WHAT YOU NEED TO DO – Every entry below must be transcribed exactly, with no line missing.
=-=-=
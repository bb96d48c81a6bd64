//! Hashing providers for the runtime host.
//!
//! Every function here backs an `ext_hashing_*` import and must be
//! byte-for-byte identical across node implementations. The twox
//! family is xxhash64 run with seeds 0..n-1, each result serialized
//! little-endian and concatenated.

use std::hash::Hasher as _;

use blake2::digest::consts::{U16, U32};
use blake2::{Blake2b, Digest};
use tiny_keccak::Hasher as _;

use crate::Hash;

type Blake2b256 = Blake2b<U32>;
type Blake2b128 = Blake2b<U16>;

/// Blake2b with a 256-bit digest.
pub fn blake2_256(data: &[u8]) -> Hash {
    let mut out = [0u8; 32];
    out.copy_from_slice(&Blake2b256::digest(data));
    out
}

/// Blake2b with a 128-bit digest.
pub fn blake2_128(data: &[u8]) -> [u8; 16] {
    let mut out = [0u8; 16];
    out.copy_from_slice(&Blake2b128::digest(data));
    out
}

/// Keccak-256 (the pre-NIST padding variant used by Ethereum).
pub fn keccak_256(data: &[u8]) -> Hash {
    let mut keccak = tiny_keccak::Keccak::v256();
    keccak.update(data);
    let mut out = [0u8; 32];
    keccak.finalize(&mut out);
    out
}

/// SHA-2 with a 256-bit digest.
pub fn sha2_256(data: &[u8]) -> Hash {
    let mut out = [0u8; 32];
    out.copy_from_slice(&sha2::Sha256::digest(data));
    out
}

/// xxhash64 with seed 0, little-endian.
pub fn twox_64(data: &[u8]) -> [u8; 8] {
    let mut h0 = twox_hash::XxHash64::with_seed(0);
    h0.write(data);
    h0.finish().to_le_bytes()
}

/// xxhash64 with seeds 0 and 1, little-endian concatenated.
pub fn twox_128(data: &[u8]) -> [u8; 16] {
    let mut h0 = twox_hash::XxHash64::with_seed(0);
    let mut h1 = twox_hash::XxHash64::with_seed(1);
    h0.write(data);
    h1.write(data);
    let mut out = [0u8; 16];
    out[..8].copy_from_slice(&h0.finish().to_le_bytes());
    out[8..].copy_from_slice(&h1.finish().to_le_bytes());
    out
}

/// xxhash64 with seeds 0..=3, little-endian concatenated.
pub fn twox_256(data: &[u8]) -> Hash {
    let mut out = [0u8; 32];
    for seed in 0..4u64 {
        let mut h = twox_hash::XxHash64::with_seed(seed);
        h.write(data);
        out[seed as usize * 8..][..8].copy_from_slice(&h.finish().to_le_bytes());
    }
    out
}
=-=-=
YOUR RESPONSE –
repository bb96d48c81a6bd64
//! Hashing providers for the runtime host.
//!
//! Every function here backs an `ext_hashing_*` import and must be
//! byte-for-byte identical across node implementations. The twox
//! family is xxhash64 run with seeds 0..n-1, each result serialized
//! little-endian and concatenated.

use std::hash::Hasher as _;

use blake2::digest::consts::{U16, U32};
use blake2::{Blake2b, Digest};
use tiny_keccak::Hasher as _;

use crate::Hash;

type Blake2b256 = Blake2b<U32>;
type Blake2b128 = Blake2b<U16>;

/// Blake2b with a 256-bit digest.
pub fn blake2_256(data: &[u8]) -> Hash {
    let mut out = [0u8; 32];
    out.copy_from_slice(&Blake2b256::digest(data));
    out
}

/// Blake2b with a 128-bit digest.
pub fn blake2_128(data: &[u8]) -> [u8; 16] {
    let mut out = [0u8; 16];
    out.copy_from_slice(&Blake2b128::digest(data));
    out
}

/// Keccak-256 (the pre-NIST padding variant used by Ethereum).
pub fn keccak_256(data: &[u8]) -> Hash {
    let mut keccak = tiny_keccak::Keccak::v256();
    keccak.update(data);
    let mut out = [0u8; 32];
    keccak.finalize(&mut out);
    out
}

/// SHA-2 with a 256-bit digest.
pub fn sha2_256(data: &[u8]) -> Hash {
    let mut out = [0u8; 32];
    out.copy_from_slice(&sha2::Sha256::digest(data));
    out
}

/// xxhash64 with seed 0, little-endian.
pub fn twox_64(data: &[u8]) -> [u8; 8] {
    let mut h0 = twox_hash::XxHash64::with_seed(0);
    h0.write(data);
    h0.finish().to_le_bytes()
}

/// xxhash64 with seeds 0 and 1, little-endian concatenated.
pub fn twox_128(data: &[u8]) -> [u8; 16] {
    let mut h0 = twox_hash::XxHash64::with_seed(0);
    let mut h1 = twox_hash::XxHash64::with_seed(1);
    h0.write(data);
    h1.write(data);
    let mut out = [0u8; 16];
    out[..8].copy_from_slice(&h0.finish().to_le_bytes());
    out[8..].copy_from_slice(&h1.finish().to_le_bytes());
    out
}

/// xxhash64 with seeds 0..=3, little-endian concatenated.
pub fn twox_256(data: &[u8]) -> Hash {
    let mut out = [0u8; 32];
    for seed in 0..4u64 {
        let mut h = twox_hash::XxHash64::with_seed(seed);
        h.write(data);
        out[seed as usize * 8..][..8].copy_from_slice(&h.finish().to_le_bytes());
    }
    out
}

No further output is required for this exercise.